中銀は2014年から主要行を対象にストレステストを毎年実施するほか、過去のストレステストとは違い、今後は結果を公表する方針を明らかにした。
新たな枠組み下での最初のテストはバークレイズ<BARC.L>やHSBC<HSBA.L>など主要行8行を対象とし、結果は2014年末に公表する予定となっている。
その後、対象行を5年かけて拡大、外資系大手銀行の英子会社に対しても審査を実施する。国内中堅銀行に対しては、大手行の審査内容を簡素化したものが実施される公算が大きい。中銀は、清算機関に対しても健全性審査を行う可能性があるとしている。
またストレステストは、全銀行に同一のシナリオを適用する統一審査に加え、各行の持つぜい弱性を特定するための個別審査の2段構えで行われる。
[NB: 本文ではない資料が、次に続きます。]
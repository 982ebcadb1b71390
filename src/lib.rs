// SPDX-FileCopyrightText: 2025 Jason Pena <jasonpena@awkless.com>
// SPDX-License-Identifier: MIT

//! Provision a shell environment from a bundle of dotfiles.
//!
//! Dotstrap installs a fixed list of developer tools, then links the bundled
//! configuration into the user's home directory. Anything that already sits
//! where a link should go is backed up first, and the most recent backup can
//! be rolled back at any time.
//!
//! # Components
//!
//! 1. [`fs`]: file system mutation primitives.
//! 2. [`ledger`]: timestamped backup sets.
//! 3. [`plan`]: the links to converge toward.
//! 4. [`reconcile`]: applies a link plan, and validates the result.
//! 5. [`rollback`]: restores the most recent backup set.
//!
//! Configuration, logging, and tool installation live in [`config`], [`log`],
//! and [`tools`].

pub mod config;
pub mod fs;
pub mod ledger;
pub mod log;
pub mod path;
pub mod plan;
pub mod reconcile;
pub mod rollback;
pub mod tools;

pub use config::{Config, Manifest, RunMode};
pub use ledger::{BackupEntry, BackupLedger, BackupSet, SetId};
pub use plan::{LinkPlan, LinkSpec};
pub use reconcile::{ApplyReport, Reconciler, ValidationIssue};
pub use rollback::{Confirm, InteractiveConfirm, RollbackEngine, RollbackReport};
pub use tools::{Platform, Tool, Toolbox};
これにより各行が不足資本額を過小評価することは難しくなるとしている。

中銀は「銀行は最低限、ストレス状況下での損失を吸収するのに十分な資本を維持し、国際的に合意されている最低要件を下回らないようにする必要がある」と指摘した上で、「ストレス状況下で銀行が維持すべき資本の基準は、国際的に合意された最低要件より上に設定され、各銀行で異なる可能性がある」とした。
英当局はこれまでにも国内銀行に対し、国際的な基準を上回る資本水準を達成するように求めてきた。

中銀のタッカー副総裁は、「ストレステストは透明性と説明責任において大躍進をもたらすことが可能だ」と述べた。
1日の取引で英主要銀行の株価はおおむね堅調に推移している。
ヌミス証券の銀行調査担当ディレクター、マイク・トリピット氏は、銀行が、悲観的ストレステストのシナリオにも対応可能な程度の資本バッファーを積み増すために、十分に大きな利益を見通せるようになっていると指摘。
「銀行の資本は極めて強固で、ストレステストの詳細を見なくても、市場は銀行が難なく通過すると考えているようだ」と述べた。

2008年の金融危機以降、英当局は何回かにわたり、臨時の銀行ストレステストを実施している。新たな枠組みでは、当局は金融システム全体の健全性についても審査する。
問題が見つかった場合の対応措置としては、資本増強のほかに、デリバティブ取引の証拠金引き上げや、配当金やボーナスの抑制、リスクが高い事業の縮小を銀行に求めることや経営陣の刷新が含まれる可能性がある。